(Records from a data source)
..........

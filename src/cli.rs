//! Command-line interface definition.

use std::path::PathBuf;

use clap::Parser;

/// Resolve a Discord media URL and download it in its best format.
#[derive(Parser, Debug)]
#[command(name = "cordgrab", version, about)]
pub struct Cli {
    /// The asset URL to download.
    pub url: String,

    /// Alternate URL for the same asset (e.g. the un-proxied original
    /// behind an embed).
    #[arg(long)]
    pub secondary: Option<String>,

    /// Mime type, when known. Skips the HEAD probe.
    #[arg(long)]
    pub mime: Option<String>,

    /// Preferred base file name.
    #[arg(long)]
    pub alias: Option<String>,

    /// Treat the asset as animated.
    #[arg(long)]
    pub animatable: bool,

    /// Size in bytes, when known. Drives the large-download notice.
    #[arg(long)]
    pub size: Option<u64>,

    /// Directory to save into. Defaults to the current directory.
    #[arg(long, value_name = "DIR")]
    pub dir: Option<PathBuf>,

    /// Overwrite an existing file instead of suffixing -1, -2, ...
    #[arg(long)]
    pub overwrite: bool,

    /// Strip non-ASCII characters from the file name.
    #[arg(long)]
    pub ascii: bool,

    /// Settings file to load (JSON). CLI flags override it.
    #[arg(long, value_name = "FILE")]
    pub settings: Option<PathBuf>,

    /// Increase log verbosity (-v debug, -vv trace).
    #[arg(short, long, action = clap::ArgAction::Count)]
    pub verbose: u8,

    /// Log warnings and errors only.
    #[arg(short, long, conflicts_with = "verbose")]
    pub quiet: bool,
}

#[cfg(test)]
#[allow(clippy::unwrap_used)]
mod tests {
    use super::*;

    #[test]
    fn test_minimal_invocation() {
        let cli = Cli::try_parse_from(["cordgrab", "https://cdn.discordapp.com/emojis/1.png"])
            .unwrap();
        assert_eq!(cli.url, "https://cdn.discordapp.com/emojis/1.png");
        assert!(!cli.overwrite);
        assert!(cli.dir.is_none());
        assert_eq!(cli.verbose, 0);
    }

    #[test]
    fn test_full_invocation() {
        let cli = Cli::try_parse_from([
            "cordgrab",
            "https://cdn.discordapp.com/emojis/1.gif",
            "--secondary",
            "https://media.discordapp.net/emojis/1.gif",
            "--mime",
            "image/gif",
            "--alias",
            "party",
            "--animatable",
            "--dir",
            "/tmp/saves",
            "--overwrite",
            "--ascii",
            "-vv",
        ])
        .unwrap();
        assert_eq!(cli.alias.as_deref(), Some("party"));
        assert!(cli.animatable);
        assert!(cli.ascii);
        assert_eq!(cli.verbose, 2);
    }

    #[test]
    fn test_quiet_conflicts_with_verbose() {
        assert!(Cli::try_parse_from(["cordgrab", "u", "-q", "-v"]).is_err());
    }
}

..........

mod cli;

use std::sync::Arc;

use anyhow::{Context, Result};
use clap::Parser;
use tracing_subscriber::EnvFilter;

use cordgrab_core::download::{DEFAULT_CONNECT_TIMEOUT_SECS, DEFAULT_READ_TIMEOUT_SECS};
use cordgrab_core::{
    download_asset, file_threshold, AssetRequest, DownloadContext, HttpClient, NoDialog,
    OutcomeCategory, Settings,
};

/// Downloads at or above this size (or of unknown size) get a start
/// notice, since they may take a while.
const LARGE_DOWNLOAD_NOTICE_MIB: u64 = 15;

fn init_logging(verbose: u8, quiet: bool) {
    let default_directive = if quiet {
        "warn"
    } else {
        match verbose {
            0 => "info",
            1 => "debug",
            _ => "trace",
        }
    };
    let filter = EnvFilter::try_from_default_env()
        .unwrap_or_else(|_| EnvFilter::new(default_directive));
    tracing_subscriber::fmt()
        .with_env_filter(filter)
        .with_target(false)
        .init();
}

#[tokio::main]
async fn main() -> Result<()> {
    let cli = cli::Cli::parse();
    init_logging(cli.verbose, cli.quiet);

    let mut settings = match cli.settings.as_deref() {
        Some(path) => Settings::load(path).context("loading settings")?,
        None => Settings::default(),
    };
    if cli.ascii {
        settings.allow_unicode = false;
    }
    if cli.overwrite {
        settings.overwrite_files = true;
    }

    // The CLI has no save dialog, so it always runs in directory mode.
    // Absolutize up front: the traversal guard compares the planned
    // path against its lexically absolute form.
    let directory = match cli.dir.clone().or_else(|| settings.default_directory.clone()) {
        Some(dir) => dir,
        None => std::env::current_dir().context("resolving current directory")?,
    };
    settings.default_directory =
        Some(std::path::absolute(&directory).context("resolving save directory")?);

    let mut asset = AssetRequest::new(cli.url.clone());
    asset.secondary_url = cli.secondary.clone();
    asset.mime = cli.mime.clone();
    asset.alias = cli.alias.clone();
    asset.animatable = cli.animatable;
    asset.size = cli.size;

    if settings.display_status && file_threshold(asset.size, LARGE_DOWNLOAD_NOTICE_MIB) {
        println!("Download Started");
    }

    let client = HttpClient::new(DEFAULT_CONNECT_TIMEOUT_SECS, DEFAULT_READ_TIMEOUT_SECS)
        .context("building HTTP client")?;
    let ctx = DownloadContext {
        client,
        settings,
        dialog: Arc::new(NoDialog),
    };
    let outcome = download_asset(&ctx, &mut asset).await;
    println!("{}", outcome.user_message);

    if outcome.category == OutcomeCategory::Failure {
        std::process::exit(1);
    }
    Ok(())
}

..........

→ **Problem statement**: All lines above from the one containing "asset.secondary_url = cli.secondary.clone();" to the one containing "asset.size = cli.size;" must be repeated exactly, both lines included, and no others.

→ **Worked solution**:
    asset.secondary_url = cli.secondary.clone();
    asset.mime = cli.mime.clone();
    asset.alias = cli.alias.clone();
    asset.animatable = cli.animatable;
    asset.size = cli.size;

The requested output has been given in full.